● **PROVIDED MATERIAL**:

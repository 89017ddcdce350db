use crate::error::ApiError;
use crate::models::auth::StatusResponse;
use crate::models::vote::{SubmitVotesRequest, VoteHistoryResponse};
use crate::models::{PendingVotes, VoteHistoryEntry, VotingState};
use log::{error, info};
use reqwest::{Client, StatusCode};

use super::{bearer, endpoint, read_json};

/// Contestants, the active voting line and the voter's confirmed total.
///
/// `NotAvailable` means no voting line is active right now.
pub async fn get_vote_state(
    client: &Client,
    base_url: &str,
    token: &str,
) -> Result<VotingState, ApiError> {
    let url = endpoint(base_url, "/api/vote/state");
    let resp = client
        .get(&url)
        .header("Authorization", bearer(token))
        .send()
        .await?;
    if resp.status() == StatusCode::NOT_FOUND {
        info!("No voting line is active");
        return Err(ApiError::NotAvailable);
    }
    let state = read_json::<VotingState>(resp, "get voting state").await?;
    info!(
        "Voting state received: {} ({} contestants)",
        state.voting_line.name,
        state.contestants.len()
    );
    Ok(state)
}

/// Submits the whole pending map. Anything other than a rejected token comes
/// back as `SubmissionFailed`.
pub async fn submit_votes(
    client: &Client,
    base_url: &str,
    token: &str,
    votes: &PendingVotes,
) -> Result<(), ApiError> {
    let url = endpoint(base_url, "/api/vote/submit");
    let resp = client
        .post(&url)
        .header("Authorization", bearer(token))
        .json(&SubmitVotesRequest { votes })
        .send()
        .await
        .map_err(|e| {
            error!("Vote submission did not reach the server: {}", e);
            ApiError::SubmissionFailed
        })?;

    match resp.status() {
        StatusCode::UNAUTHORIZED => Err(ApiError::Unauthorized),
        status if status.is_success() => {
            let total: u32 = votes.values().sum();
            match resp.json::<StatusResponse>().await {
                Ok(body) => info!("Submitted {} votes: {}", total, body.status),
                Err(_) => info!("Submitted {} votes", total),
            }
            Ok(())
        }
        status => {
            error!("Vote submission rejected: {}", status);
            Err(ApiError::SubmissionFailed)
        }
    }
}

pub async fn get_vote_history(
    client: &Client,
    base_url: &str,
    token: &str,
) -> Result<Vec<VoteHistoryEntry>, ApiError> {
    let url = endpoint(base_url, "/api/vote/history");
    let resp = client
        .get(&url)
        .header("Authorization", bearer(token))
        .send()
        .await?;
    let response = read_json::<VoteHistoryResponse>(resp, "get vote history").await?;
    info!("Vote history received: {} entries", response.history.len());
    Ok(response.history)
}
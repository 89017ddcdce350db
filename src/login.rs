//! Voter identifier handling: which identifier to ask for and whether what
//! the voter typed looks like one.

use std::fmt;
use std::future::Future;

use log::{debug, warn};
use once_cell::sync::Lazy;
use regex::Regex;
use reqwest::Client;

use crate::error::ApiError;
use crate::models::auth::GeoLookupResponse;

static MOBILE_PATTERN: Lazy<Regex> = Lazy::new(|| Regex::new(r"^[0-9]{10}$").unwrap());
static EMAIL_PATTERN: Lazy<Regex> = Lazy::new(|| Regex::new(r"\S+@\S+\.\S+").unwrap());

/// Country whose voters sign in with a mobile number.
const MOBILE_COUNTRY: &str = "IN";

#[derive(Debug, Clone, Copy, PartialEq, Eq)]
pub enum LoginMethod {
    Mobile,
    Email,
}

impl LoginMethod {
    pub fn label(&self) -> &'static str {
        match self {
            LoginMethod::Mobile => "Mobile Number",
            LoginMethod::Email => "Email Address",
        }
    }

    pub fn hint(&self) -> &'static str {
        match self {
            LoginMethod::Mobile => "Enter 10-digit number",
            LoginMethod::Email => "Enter your email",
        }
    }
}

#[derive(Debug, Clone, PartialEq, Eq)]
pub enum Identifier {
    Mobile(String),
    Email(String),
}

impl Identifier {
    pub fn as_str(&self) -> &str {
        match self {
            Identifier::Mobile(s) | Identifier::Email(s) => s,
        }
    }

    pub fn mobile_number(&self) -> Option<&str> {
        match self {
            Identifier::Mobile(s) => Some(s),
            Identifier::Email(_) => None,
        }
    }

    pub fn email(&self) -> Option<&str> {
        match self {
            Identifier::Email(s) => Some(s),
            Identifier::Mobile(_) => None,
        }
    }
}

impl fmt::Display for Identifier {
    fn fmt(&self, f: &mut fmt::Formatter<'_>) -> fmt::Result {
        f.write_str(self.as_str())
    }
}

/// Mobile for voters located in India, email for everyone else and whenever
/// the lookup failed.
pub fn resolve_login_method<E>(lookup: Result<Option<String>, E>) -> LoginMethod {
    match lookup {
        Ok(Some(code)) if code.eq_ignore_ascii_case(MOBILE_COUNTRY) => LoginMethod::Mobile,
        _ => LoginMethod::Email,
    }
}

pub fn validate_identifier(method: LoginMethod, input: &str) -> Result<Identifier, ApiError> {
    let input = input.trim();
    match method {
        LoginMethod::Mobile if MOBILE_PATTERN.is_match(input) => {
            Ok(Identifier::Mobile(input.to_owned()))
        }
        LoginMethod::Mobile => Err(ApiError::ValidationFailed(
            "Please enter a valid 10-digit mobile number.".to_owned(),
        )),
        LoginMethod::Email if EMAIL_PATTERN.is_match(input) => {
            Ok(Identifier::Email(input.to_owned()))
        }
        LoginMethod::Email => Err(ApiError::ValidationFailed(
            "Please enter a valid email address.".to_owned(),
        )),
    }
}

/// Source of the voter's country code.
pub trait LocationLookup {
    fn country_code(&self) -> impl Future<Output = Result<Option<String>, ApiError>> + Send;
}

/// Looks the country up through an ip-api.com compatible endpoint.
#[derive(Clone)]
pub struct IpApiLookup {
    client: Client,
    url: String,
}

impl IpApiLookup {
    pub fn new(client: Client, url: impl Into<String>) -> Self {
        Self {
            client,
            url: url.into(),
        }
    }
}

impl LocationLookup for IpApiLookup {
    fn country_code(&self) -> impl Future<Output = Result<Option<String>, ApiError>> + Send {
        let client = self.client.clone();
        let url = self.url.clone();
        async move {
            let resp = client.get(&url).send().await?;
            if !resp.status().is_success() {
                return Err(ApiError::from_status(resp.status()));
            }
            let body = resp.json::<GeoLookupResponse>().await?;
            debug!("Location lookup returned {:?}", body.country_code);
            Ok(body.country_code)
        }
    }
}

/// Runs the lookup once and falls back to email on any failure.
pub async fn detect_login_method<L: LocationLookup>(lookup: &L) -> LoginMethod {
    let result = lookup.country_code().await;
    if let Err(e) = &result {
        warn!("Could not fetch location, defaulting to email: {}", e);
    }
    resolve_login_method(result)
}
use std::collections::HashMap;

use serde::{Deserialize, Serialize};

use super::contestant::{Contestant, ContestantId};
use super::voting_line::VotingLine;

/// Staged vote counts per contestant.
pub type PendingVotes = HashMap<ContestantId, u32>;

/// Response of `GET /api/vote/state`.
#[derive(Serialize, Deserialize, Debug, Clone)]
pub struct VotingState {
    pub contestants: Vec<Contestant>,
    pub voting_line: VotingLine,
    pub user_total_votes: u32,
}

#[derive(Serialize, Debug)]
pub struct SubmitVotesRequest<'a> {
    pub votes: &'a PendingVotes,
}

#[derive(Serialize, Deserialize, Debug, Clone, PartialEq)]
pub struct VoteHistoryEntry {
    pub voting_line_name: String,
    pub voting_line_dates: String,
    pub contestant_name: String,
    pub vote_count: u32,
    pub voted_at: String,
}

#[derive(Deserialize, Debug)]
pub struct VoteHistoryResponse {
    pub history: Vec<VoteHistoryEntry>,
}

● **DIRECTIONS**: Each line above needs to be repeated exactly, with nothing omitted.

● **RESPONSE TO THIS EXERCISE**:
repository 89017ddcdce350db
use crate::error::ApiError;
use crate::models::auth::StatusResponse;
use crate::models::vote::{SubmitVotesRequest, VoteHistoryResponse};
use crate::models::{PendingVotes, VoteHistoryEntry, VotingState};
use log::{error, info};
use reqwest::{Client, StatusCode};

use super::{bearer, endpoint, read_json};

/// Contestants, the active voting line and the voter's confirmed total.
///
/// `NotAvailable` means no voting line is active right now.
pub async fn get_vote_state(
    client: &Client,
    base_url: &str,
    token: &str,
) -> Result<VotingState, ApiError> {
    let url = endpoint(base_url, "/api/vote/state");
    let resp = client
        .get(&url)
        .header("Authorization", bearer(token))
        .send()
        .await?;
    if resp.status() == StatusCode::NOT_FOUND {
        info!("No voting line is active");
        return Err(ApiError::NotAvailable);
    }
    let state = read_json::<VotingState>(resp, "get voting state").await?;
    info!(
        "Voting state received: {} ({} contestants)",
        state.voting_line.name,
        state.contestants.len()
    );
    Ok(state)
}

/// Submits the whole pending map. Anything other than a rejected token comes
/// back as `SubmissionFailed`.
pub async fn submit_votes(
    client: &Client,
    base_url: &str,
    token: &str,
    votes: &PendingVotes,
) -> Result<(), ApiError> {
    let url = endpoint(base_url, "/api/vote/submit");
    let resp = client
        .post(&url)
        .header("Authorization", bearer(token))
        .json(&SubmitVotesRequest { votes })
        .send()
        .await
        .map_err(|e| {
            error!("Vote submission did not reach the server: {}", e);
            ApiError::SubmissionFailed
        })?;

    match resp.status() {
        StatusCode::UNAUTHORIZED => Err(ApiError::Unauthorized),
        status if status.is_success() => {
            let total: u32 = votes.values().sum();
            match resp.json::<StatusResponse>().await {
                Ok(body) => info!("Submitted {} votes: {}", total, body.status),
                Err(_) => info!("Submitted {} votes", total),
            }
            Ok(())
        }
        status => {
            error!("Vote submission rejected: {}", status);
            Err(ApiError::SubmissionFailed)
        }
    }
}

pub async fn get_vote_history(
    client: &Client,
    base_url: &str,
    token: &str,
) -> Result<Vec<VoteHistoryEntry>, ApiError> {
    let url = endpoint(base_url, "/api/vote/history");
    let resp = client
        .get(&url)
        .header("Authorization", bearer(token))
        .send()
        .await?;
    let response = read_json::<VoteHistoryResponse>(resp, "get vote history").await?;
    info!("Vote history received: {} entries", response.history.len());
    Ok(response.history)
}
repository 89017ddcdce350db
filename src/login.rs
//! Voter identifier handling: which identifier to ask for and whether what
//! the voter typed looks like one.

use std::fmt;
use std::future::Future;

use log::{debug, warn};
use once_cell::sync::Lazy;
use regex::Regex;
use reqwest::Client;

use crate::error::ApiError;
use crate::models::auth::GeoLookupResponse;

static MOBILE_PATTERN: Lazy<Regex> = Lazy::new(|| Regex::new(r"^[0-9]{10}$").unwrap());
static EMAIL_PATTERN: Lazy<Regex> = Lazy::new(|| Regex::new(r"\S+@\S+\.\S+").unwrap());

/// Country whose voters sign in with a mobile number.
const MOBILE_COUNTRY: &str = "IN";

#[derive(Debug, Clone, Copy, PartialEq, Eq)]
pub enum LoginMethod {
    Mobile,
    Email,
}

impl LoginMethod {
    pub fn label(&self) -> &'static str {
        match self {
            LoginMethod::Mobile => "Mobile Number",
            LoginMethod::Email => "Email Address",
        }
    }

    pub fn hint(&self) -> &'static str {
        match self {
            LoginMethod::Mobile => "Enter 10-digit number",
            LoginMethod::Email => "Enter your email",
        }
    }
}

#[derive(Debug, Clone, PartialEq, Eq)]
pub enum Identifier {
    Mobile(String),
    Email(String),
}

impl Identifier {
    pub fn as_str(&self) -> &str {
        match self {
            Identifier::Mobile(s) | Identifier::Email(s) => s,
        }
    }

    pub fn mobile_number(&self) -> Option<&str> {
        match self {
            Identifier::Mobile(s) => Some(s),
            Identifier::Email(_) => None,
        }
    }

    pub fn email(&self) -> Option<&str> {
        match self {
            Identifier::Email(s) => Some(s),
            Identifier::Mobile(_) => None,
        }
    }
}

impl fmt::Display for Identifier {
    fn fmt(&self, f: &mut fmt::Formatter<'_>) -> fmt::Result {
        f.write_str(self.as_str())
    }
}

/// Mobile for voters located in India, email for everyone else and whenever
/// the lookup failed.
pub fn resolve_login_method<E>(lookup: Result<Option<String>, E>) -> LoginMethod {
    match lookup {
        Ok(Some(code)) if code.eq_ignore_ascii_case(MOBILE_COUNTRY) => LoginMethod::Mobile,
        _ => LoginMethod::Email,
    }
}

pub fn validate_identifier(method: LoginMethod, input: &str) -> Result<Identifier, ApiError> {
    let input = input.trim();
    match method {
        LoginMethod::Mobile if MOBILE_PATTERN.is_match(input) => {
            Ok(Identifier::Mobile(input.to_owned()))
        }
        LoginMethod::Mobile => Err(ApiError::ValidationFailed(
            "Please enter a valid 10-digit mobile number.".to_owned(),
        )),
        LoginMethod::Email if EMAIL_PATTERN.is_match(input) => {
            Ok(Identifier::Email(input.to_owned()))
        }
        LoginMethod::Email => Err(ApiError::ValidationFailed(
            "Please enter a valid email address.".to_owned(),
        )),
    }
}

/// Source of the voter's country code.
pub trait LocationLookup {
    fn country_code(&self) -> impl Future<Output = Result<Option<String>, ApiError>> + Send;
}

/// Looks the country up through an ip-api.com compatible endpoint.
#[derive(Clone)]
pub struct IpApiLookup {
    client: Client,
    url: String,
}

impl IpApiLookup {
    pub fn new(client: Client, url: impl Into<String>) -> Self {
        Self {
            client,
            url: url.into(),
        }
    }
}

impl LocationLookup for IpApiLookup {
    fn country_code(&self) -> impl Future<Output = Result<Option<String>, ApiError>> + Send {
        let client = self.client.clone();
        let url = self.url.clone();
        async move {
            let resp = client.get(&url).send().await?;
            if !resp.status().is_success() {
                return Err(ApiError::from_status(resp.status()));
            }
            let body = resp.json::<GeoLookupResponse>().await?;
            debug!("Location lookup returned {:?}", body.country_code);
            Ok(body.country_code)
        }
    }
}

/// Runs the lookup once and falls back to email on any failure.
pub async fn detect_login_method<L: LocationLookup>(lookup: &L) -> LoginMethod {
    let result = lookup.country_code().await;
    if let Err(e) = &result {
        warn!("Could not fetch location, defaulting to email: {}", e);
    }
    resolve_login_method(result)
}
use std::collections::HashMap;

use serde::{Deserialize, Serialize};

use super::contestant::{Contestant, ContestantId};
use super::voting_line::VotingLine;

/// Staged vote counts per contestant.
pub type PendingVotes = HashMap<ContestantId, u32>;

/// Response of `GET /api/vote/state`.
#[derive(Serialize, Deserialize, Debug, Clone)]
pub struct VotingState {
    pub contestants: Vec<Contestant>,
    pub voting_line: VotingLine,
    pub user_total_votes: u32,
}

#[derive(Serialize, Debug)]
pub struct SubmitVotesRequest<'a> {
    pub votes: &'a PendingVotes,
}

#[derive(Serialize, Deserialize, Debug, Clone, PartialEq)]
pub struct VoteHistoryEntry {
    pub voting_line_name: String,
    pub voting_line_dates: String,
    pub contestant_name: String,
    pub vote_count: u32,
    pub voted_at: String,
}

#[derive(Deserialize, Debug)]
pub struct VoteHistoryResponse {
    pub history: Vec<VoteHistoryEntry>,
}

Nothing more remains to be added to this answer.